Bleeding from the nose

A nosebleed, also known medically as epistaxis, is bleeding from the nasal cavity caused by rupture of small blood vessels in the nasal mucosa. Most cases are minor and stop spontaneously with simple first-aid or medical care. In some cases, blood may flow down into the stomach, and cause nausea and vomiting. In more severe cases, blood may come out of both nostrils. Rarely, bleeding may be so significant that low blood pressure occurs. Blood may also be forced to flow up and through the nasolacrimal duct and out of the eye, producing bloody tears.

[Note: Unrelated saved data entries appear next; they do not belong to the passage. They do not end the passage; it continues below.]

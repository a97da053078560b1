//! The alert playback arbiter.
//!
//! Owns the one channel scheduled alerts play on. The state machine is
//! `Idle -> Alerting -> Idle`: `start` while alerting and `stop` while idle
//! are both no-ops.

use crate::audio::{AudioError, AudioOutput};
use crate::config::SoundConfig;
use tracing::{debug, info};

#[derive(Debug, Clone, Copy, PartialEq, Eq)]
pub enum AlertState {
    Idle,
    Alerting,
}

pub struct AlertArbiter {
    output: Box<dyn AudioOutput>,
    state: AlertState,
}

impl AlertArbiter {
    pub fn new(output: Box<dyn AudioOutput>) -> Self {
        Self {
            output,
            state: AlertState::Idle,
        }
    }

    pub fn state(&self) -> AlertState {
        self.state
    }

    pub fn is_alerting(&self) -> bool {
        self.state == AlertState::Alerting
    }

    /// Plays `sound` from its beginning.
    ///
    /// On failure the arbiter stays `Idle` and the error is handed back to
    /// the caller to log.
    pub fn start(&mut self, sound: &SoundConfig) -> Result<(), AudioError> {
        if self.is_alerting() {
            return Ok(());
        }
        self.output.load(&sound.source)?;
        self.output.reset_position();
        if let Err(e) = self.output.play() {
            self.output.reset_position();
            return Err(e);
        }
        self.state = AlertState::Alerting;
        info!(sound = %sound.name, "Alert playback started.");
        Ok(())
    }

    /// Halts playback and rewinds. Returns `true` if an alert was sounding.
    pub fn stop(&mut self) -> bool {
        if !self.is_alerting() {
            return false;
        }
        self.output.pause();
        self.output.reset_position();
        self.state = AlertState::Idle;
        true
    }

    /// Silent play-then-pause used to unlock autonomous playback when the
    /// user switches alerts on. Best effort: failures are only logged.
    pub fn arm(&mut self, sound: &SoundConfig) {
        if self.is_alerting() {
            return;
        }
        let volume = self.output.volume();
        self.output.set_volume(0.0);
        let probe = self.output.load(&sound.source).and_then(|()| self.output.play());
        match probe {
            Ok(()) => {
                self.output.pause();
                self.output.reset_position();
                debug!("Alert channel armed.");
            }
            Err(e) => debug!(error = %e, "Arming the alert channel failed; continuing."),
        }
        self.output.set_volume(volume);
    }

    /// Returns to `Idle` if the alert sound finished on its own.
    pub(crate) fn poll_ended(&mut self) -> bool {
        if !self.output.take_ended() || !self.is_alerting() {
            return false;
        }
        self.output.reset_position();
        self.state = AlertState::Idle;
        true
    }
}
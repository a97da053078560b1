//! Watches the tick stream for calendar milestones.

use crate::events::DayEvent;
use crate::time::TickEvent;
use chrono::NaiveDate;
use tokio::sync::broadcast;
use tracing::info;

/// Fires `DayEvent::DateChanged` when the local date of the ticks rolls over.
///
/// A timetable is only valid for one day, so hosts use this to refetch.
#[doc(hidden)]
#[derive(Debug, Default)]
pub(crate) struct DayWatcher {
    last_known_date: Option<NaiveDate>,
}

impl DayWatcher {
    pub(crate) fn new() -> Self {
        Self::default()
    }

    /// Processes a tick. The first tick only records the date.
    /// Returns `true` if a `DateChanged` event was sent.
    pub(crate) fn process_tick(
        &mut self,
        tick: &TickEvent,
        day_event_sender: &broadcast::Sender<DayEvent>,
    ) -> bool {
        let current_date = tick.timestamp.date_naive();
        match self.last_known_date.replace(current_date) {
            Some(previous) if previous != current_date => {
                info!(%previous, %current_date, "Date changed.");
                day_event_sender
                    .send(DayEvent::DateChanged {
                        new_date: current_date,
                    })
                    .ok();
                true
            }
            _ => false,
        }
    }
}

Risk factors include trauma; especially from nosepicking, blood thinners, high blood pressure, alcoholism, seasonal allergies, dry weather, and inhaled corticosteroids. There are two types: anterior, which is more common; and posterior, which is less common but more serious. Anterior nosebleeds generally occur from Kiesselbach's plexus while posterior bleeds generally occur from the sphenopalatine artery or Woodruff's plexus. The diagnosis is by direct observation.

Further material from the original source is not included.